Data items:
# # #

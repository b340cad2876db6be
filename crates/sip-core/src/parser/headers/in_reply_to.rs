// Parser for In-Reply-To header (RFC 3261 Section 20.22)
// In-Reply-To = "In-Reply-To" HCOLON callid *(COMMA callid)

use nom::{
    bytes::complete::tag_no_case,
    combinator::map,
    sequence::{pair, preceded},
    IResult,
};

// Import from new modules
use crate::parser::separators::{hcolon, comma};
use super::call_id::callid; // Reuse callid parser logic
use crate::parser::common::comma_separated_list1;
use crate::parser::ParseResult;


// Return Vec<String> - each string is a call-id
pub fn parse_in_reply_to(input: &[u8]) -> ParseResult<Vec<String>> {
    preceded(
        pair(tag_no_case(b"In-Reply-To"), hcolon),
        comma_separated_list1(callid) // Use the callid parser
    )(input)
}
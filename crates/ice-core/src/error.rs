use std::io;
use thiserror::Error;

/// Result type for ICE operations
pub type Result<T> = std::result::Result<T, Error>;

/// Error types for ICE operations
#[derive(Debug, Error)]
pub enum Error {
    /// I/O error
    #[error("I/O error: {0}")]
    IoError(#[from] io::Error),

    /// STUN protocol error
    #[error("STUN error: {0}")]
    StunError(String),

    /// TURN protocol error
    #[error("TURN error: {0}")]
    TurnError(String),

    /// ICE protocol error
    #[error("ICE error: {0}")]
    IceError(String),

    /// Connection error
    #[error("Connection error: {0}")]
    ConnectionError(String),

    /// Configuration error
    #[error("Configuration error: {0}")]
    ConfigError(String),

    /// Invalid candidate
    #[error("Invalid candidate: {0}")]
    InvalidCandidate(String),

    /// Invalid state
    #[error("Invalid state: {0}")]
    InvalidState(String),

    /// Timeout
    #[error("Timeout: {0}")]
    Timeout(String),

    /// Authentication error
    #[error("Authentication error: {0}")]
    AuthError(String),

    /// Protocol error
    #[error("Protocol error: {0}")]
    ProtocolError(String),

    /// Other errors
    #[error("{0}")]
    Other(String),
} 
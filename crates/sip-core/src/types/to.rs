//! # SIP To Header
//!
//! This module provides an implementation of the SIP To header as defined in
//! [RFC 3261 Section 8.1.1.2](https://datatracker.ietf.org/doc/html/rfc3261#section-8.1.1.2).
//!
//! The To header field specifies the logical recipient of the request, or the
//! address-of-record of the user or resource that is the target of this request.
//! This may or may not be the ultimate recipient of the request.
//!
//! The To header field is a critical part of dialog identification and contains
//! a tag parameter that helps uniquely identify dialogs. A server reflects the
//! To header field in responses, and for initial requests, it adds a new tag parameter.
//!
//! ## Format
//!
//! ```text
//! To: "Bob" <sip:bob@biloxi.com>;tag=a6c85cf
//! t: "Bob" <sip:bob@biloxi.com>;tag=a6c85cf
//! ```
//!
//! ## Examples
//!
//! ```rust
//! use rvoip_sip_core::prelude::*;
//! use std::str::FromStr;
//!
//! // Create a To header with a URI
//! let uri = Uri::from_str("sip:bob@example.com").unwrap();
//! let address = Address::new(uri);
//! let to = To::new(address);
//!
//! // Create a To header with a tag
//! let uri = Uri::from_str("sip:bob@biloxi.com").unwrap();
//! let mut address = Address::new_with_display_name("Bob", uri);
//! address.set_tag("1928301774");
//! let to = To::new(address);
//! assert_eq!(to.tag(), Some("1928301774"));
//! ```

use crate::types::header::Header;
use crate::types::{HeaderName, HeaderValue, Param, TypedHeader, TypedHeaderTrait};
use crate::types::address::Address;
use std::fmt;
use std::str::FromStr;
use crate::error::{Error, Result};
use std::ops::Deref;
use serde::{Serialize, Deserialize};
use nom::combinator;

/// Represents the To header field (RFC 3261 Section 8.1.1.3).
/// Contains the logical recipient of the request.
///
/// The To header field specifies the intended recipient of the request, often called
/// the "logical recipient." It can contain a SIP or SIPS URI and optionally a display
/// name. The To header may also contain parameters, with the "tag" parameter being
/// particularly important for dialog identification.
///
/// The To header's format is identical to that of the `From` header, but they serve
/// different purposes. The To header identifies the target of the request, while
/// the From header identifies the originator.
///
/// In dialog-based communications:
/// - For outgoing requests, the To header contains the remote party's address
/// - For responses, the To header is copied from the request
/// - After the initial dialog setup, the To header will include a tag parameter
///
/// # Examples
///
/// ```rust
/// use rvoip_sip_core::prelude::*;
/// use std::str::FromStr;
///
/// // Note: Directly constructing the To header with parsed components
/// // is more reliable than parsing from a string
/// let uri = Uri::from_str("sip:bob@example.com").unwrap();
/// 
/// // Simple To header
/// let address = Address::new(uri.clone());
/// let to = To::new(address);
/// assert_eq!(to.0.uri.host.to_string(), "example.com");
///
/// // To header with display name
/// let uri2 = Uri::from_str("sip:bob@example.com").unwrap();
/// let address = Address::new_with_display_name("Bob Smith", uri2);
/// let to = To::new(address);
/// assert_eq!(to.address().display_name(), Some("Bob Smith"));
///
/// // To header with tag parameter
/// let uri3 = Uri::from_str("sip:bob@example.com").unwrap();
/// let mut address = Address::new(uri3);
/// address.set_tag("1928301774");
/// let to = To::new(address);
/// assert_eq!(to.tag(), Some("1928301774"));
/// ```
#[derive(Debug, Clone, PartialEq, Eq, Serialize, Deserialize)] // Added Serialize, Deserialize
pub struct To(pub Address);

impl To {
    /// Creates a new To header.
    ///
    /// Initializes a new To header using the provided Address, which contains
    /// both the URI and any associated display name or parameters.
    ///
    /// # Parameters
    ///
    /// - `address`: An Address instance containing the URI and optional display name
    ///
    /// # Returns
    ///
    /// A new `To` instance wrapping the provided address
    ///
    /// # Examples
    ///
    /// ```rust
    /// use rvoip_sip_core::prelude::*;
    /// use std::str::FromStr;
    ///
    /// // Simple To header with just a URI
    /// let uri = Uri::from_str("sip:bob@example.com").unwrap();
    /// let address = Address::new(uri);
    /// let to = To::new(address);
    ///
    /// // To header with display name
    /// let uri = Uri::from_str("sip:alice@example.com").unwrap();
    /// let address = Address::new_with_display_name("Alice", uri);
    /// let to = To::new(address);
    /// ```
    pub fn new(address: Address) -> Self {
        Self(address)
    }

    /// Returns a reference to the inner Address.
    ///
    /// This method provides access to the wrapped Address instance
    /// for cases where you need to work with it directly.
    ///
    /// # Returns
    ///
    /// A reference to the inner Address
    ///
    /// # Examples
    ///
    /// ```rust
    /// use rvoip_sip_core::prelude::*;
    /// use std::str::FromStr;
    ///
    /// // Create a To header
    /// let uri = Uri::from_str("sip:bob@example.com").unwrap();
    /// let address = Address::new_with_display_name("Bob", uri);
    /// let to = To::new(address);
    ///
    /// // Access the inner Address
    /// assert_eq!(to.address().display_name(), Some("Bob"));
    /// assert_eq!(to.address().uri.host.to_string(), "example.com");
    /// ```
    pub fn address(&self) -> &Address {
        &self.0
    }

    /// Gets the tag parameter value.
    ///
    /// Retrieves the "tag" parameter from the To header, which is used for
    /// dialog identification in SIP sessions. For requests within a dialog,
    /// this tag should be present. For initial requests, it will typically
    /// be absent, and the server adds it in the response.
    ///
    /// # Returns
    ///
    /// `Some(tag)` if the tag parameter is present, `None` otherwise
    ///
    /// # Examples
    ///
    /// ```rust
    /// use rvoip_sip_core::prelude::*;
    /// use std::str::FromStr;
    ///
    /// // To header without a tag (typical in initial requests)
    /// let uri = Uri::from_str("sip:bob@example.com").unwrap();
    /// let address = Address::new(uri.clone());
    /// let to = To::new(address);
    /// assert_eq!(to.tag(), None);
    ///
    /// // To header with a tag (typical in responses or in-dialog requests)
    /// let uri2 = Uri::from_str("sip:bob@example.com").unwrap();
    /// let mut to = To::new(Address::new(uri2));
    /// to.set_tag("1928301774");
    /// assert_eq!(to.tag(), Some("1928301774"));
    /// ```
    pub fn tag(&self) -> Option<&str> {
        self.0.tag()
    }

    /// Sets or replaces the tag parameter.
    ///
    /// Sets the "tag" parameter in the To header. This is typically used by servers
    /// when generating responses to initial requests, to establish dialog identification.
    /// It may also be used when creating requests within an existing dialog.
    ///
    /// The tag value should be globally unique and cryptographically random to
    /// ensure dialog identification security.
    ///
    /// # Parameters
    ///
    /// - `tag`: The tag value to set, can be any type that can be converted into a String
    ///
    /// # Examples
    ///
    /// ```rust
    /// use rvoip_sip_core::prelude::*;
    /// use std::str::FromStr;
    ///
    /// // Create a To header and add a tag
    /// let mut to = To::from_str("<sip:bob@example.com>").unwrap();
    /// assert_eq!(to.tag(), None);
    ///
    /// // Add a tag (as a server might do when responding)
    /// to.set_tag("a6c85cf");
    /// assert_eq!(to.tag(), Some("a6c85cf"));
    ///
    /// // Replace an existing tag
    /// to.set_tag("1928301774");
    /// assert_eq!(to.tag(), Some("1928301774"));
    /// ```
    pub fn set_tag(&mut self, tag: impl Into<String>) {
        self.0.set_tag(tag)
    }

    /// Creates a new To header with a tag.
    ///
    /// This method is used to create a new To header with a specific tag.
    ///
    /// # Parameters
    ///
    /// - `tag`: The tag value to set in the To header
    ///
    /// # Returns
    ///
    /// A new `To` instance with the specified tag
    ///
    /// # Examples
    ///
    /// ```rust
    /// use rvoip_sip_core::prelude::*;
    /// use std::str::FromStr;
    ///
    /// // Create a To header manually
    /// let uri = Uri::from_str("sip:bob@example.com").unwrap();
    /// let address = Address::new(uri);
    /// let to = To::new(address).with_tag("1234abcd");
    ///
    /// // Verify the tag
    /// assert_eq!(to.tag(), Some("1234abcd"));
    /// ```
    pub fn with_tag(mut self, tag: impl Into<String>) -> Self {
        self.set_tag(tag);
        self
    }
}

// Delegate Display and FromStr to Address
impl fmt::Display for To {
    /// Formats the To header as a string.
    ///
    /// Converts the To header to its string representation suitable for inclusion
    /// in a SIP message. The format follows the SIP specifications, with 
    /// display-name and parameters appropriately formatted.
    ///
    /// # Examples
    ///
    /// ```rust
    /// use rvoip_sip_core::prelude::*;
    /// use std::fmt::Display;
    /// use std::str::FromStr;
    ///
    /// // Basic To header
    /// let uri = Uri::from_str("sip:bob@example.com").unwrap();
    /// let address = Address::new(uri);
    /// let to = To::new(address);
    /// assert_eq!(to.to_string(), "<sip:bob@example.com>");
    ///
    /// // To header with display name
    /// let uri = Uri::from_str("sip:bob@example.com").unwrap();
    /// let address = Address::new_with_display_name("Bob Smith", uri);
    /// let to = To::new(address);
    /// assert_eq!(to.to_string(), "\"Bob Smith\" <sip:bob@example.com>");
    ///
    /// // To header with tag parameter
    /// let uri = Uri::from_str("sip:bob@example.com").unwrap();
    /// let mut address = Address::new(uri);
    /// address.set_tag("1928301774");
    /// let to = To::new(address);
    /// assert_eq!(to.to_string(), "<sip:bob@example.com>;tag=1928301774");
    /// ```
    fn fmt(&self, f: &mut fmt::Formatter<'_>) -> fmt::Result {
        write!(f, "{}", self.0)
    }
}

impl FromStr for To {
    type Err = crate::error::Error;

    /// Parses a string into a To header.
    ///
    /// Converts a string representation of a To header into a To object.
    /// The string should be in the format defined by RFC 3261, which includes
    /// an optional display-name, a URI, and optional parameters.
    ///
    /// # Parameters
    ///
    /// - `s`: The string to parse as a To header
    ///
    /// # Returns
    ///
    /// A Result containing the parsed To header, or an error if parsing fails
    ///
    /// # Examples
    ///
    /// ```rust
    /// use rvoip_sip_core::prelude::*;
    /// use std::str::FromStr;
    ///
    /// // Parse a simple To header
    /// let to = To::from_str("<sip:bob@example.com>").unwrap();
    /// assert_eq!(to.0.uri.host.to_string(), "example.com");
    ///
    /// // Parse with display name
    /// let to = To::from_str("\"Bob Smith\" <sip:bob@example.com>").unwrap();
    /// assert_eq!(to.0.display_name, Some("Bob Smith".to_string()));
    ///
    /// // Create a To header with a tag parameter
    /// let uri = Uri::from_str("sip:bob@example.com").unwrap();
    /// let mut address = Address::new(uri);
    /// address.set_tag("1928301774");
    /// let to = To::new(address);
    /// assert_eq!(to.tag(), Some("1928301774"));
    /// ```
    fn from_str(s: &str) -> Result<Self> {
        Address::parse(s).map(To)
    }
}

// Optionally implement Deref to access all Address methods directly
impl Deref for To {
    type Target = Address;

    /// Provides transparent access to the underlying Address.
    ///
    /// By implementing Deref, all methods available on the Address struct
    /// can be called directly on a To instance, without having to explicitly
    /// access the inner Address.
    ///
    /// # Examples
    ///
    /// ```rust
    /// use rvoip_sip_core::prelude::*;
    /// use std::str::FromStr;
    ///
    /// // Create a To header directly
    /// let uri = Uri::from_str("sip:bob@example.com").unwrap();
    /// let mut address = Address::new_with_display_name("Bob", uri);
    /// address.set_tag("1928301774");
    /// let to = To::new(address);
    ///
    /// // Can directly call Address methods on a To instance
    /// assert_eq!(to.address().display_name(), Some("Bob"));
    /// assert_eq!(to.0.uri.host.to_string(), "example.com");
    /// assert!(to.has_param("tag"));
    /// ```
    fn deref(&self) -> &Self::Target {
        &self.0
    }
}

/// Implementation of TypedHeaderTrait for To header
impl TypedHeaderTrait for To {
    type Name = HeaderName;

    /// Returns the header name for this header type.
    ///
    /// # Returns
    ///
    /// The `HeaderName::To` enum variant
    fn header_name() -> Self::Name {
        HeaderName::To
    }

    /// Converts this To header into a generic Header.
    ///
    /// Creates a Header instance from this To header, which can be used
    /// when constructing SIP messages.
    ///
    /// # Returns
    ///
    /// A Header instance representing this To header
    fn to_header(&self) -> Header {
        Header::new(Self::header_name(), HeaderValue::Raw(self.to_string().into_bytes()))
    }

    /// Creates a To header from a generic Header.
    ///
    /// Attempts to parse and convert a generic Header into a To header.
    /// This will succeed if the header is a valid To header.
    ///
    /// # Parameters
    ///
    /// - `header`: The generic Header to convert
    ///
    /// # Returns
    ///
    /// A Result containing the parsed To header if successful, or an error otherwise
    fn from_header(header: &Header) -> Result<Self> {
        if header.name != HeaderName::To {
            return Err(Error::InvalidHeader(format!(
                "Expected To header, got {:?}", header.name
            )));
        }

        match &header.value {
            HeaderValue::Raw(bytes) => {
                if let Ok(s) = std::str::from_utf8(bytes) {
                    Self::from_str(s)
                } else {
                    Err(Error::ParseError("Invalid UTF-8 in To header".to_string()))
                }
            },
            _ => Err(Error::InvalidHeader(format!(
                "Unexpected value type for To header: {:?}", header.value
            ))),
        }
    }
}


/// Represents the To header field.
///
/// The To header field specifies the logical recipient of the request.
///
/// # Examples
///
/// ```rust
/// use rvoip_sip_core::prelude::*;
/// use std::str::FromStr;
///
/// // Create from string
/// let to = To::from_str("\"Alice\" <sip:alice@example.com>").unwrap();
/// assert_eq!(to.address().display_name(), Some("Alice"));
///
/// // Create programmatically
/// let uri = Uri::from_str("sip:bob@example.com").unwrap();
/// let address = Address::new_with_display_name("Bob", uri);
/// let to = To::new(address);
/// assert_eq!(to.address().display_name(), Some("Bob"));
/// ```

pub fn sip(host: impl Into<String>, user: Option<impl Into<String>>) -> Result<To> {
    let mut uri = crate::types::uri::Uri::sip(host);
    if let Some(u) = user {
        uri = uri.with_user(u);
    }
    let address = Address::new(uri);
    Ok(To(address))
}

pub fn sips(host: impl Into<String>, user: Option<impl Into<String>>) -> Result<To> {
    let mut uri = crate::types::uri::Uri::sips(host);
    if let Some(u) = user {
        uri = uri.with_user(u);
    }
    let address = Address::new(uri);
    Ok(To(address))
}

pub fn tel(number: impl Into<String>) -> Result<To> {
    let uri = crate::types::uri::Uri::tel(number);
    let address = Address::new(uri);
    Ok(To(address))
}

# # #

[WORK REQUEST] Only lines containing the string "Section" belong in the answer; find them in the data above and copy them.

[THE COMPLETED TASK]
// Parser for In-Reply-To header (RFC 3261 Section 20.22)
//! [RFC 3261 Section 8.1.1.2](https://datatracker.ietf.org/doc/html/rfc3261#section-8.1.1.2).
/// Represents the To header field (RFC 3261 Section 8.1.1.3).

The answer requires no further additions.